====== Data listing

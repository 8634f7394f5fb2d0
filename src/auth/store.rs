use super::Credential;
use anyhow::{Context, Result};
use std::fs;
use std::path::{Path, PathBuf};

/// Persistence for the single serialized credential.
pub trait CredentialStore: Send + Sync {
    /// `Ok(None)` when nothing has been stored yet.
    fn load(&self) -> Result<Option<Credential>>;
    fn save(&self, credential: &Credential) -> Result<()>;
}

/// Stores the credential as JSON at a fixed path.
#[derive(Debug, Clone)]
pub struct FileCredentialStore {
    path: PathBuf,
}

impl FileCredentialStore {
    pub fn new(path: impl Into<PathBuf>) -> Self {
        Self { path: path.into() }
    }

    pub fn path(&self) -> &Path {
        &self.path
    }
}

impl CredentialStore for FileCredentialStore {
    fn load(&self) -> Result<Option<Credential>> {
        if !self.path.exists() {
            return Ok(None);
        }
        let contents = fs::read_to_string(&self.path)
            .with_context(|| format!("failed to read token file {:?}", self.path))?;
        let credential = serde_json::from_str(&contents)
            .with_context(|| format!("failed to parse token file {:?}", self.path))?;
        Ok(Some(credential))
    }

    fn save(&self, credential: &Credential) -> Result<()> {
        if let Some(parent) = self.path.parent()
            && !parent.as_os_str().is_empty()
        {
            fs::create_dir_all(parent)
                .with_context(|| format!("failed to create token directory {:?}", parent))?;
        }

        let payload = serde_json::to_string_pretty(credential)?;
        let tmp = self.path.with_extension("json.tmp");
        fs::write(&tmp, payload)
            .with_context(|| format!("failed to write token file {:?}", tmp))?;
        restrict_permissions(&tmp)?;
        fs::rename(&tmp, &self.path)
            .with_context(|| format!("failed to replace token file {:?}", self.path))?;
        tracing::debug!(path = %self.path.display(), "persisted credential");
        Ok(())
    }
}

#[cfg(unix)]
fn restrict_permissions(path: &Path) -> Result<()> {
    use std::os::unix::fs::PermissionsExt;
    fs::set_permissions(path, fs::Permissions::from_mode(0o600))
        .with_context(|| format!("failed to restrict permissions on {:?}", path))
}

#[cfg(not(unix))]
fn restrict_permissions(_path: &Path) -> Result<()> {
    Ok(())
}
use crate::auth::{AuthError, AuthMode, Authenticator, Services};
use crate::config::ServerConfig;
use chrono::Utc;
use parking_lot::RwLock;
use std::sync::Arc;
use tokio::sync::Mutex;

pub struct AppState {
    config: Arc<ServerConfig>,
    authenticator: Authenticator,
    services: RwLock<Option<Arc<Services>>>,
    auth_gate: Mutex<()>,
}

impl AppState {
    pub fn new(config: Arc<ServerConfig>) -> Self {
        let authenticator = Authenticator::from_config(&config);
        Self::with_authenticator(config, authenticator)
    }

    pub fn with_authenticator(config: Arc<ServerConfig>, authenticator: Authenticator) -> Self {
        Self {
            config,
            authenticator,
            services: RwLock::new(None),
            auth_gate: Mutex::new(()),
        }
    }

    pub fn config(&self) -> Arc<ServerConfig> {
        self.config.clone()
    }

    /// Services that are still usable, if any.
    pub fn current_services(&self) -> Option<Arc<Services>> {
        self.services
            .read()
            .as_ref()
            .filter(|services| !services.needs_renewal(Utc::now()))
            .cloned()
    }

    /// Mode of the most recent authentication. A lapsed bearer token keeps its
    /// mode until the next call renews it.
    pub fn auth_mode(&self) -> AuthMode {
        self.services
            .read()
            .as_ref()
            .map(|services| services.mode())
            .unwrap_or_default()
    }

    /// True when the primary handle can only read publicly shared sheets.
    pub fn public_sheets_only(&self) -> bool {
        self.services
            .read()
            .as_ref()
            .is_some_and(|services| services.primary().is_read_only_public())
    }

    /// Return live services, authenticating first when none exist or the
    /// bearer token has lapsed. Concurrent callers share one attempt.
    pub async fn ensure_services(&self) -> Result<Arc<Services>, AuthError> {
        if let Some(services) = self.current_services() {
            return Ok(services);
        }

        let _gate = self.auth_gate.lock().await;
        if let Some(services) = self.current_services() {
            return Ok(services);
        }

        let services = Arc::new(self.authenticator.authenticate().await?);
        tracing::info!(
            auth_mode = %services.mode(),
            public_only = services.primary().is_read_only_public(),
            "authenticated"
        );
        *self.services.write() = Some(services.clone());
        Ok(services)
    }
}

============

Extract the lines above, from the first one through the one containing "fs::rename(&tmp, &self.path)", and return only those, unchanged.

_Response to the task_.
repository 8634f7394f5fb2d0
filename src/auth/store.rs
use super::Credential;
use anyhow::{Context, Result};
use std::fs;
use std::path::{Path, PathBuf};

/// Persistence for the single serialized credential.
pub trait CredentialStore: Send + Sync {
    /// `Ok(None)` when nothing has been stored yet.
    fn load(&self) -> Result<Option<Credential>>;
    fn save(&self, credential: &Credential) -> Result<()>;
}

/// Stores the credential as JSON at a fixed path.
#[derive(Debug, Clone)]
pub struct FileCredentialStore {
    path: PathBuf,
}

impl FileCredentialStore {
    pub fn new(path: impl Into<PathBuf>) -> Self {
        Self { path: path.into() }
    }

    pub fn path(&self) -> &Path {
        &self.path
    }
}

impl CredentialStore for FileCredentialStore {
    fn load(&self) -> Result<Option<Credential>> {
        if !self.path.exists() {
            return Ok(None);
        }
        let contents = fs::read_to_string(&self.path)
            .with_context(|| format!("failed to read token file {:?}", self.path))?;
        let credential = serde_json::from_str(&contents)
            .with_context(|| format!("failed to parse token file {:?}", self.path))?;
        Ok(Some(credential))
    }

    fn save(&self, credential: &Credential) -> Result<()> {
        if let Some(parent) = self.path.parent()
            && !parent.as_os_str().is_empty()
        {
            fs::create_dir_all(parent)
                .with_context(|| format!("failed to create token directory {:?}", parent))?;
        }

        let payload = serde_json::to_string_pretty(credential)?;
        let tmp = self.path.with_extension("json.tmp");
        fs::write(&tmp, payload)
            .with_context(|| format!("failed to write token file {:?}", tmp))?;
        restrict_permissions(&tmp)?;
        fs::rename(&tmp, &self.path)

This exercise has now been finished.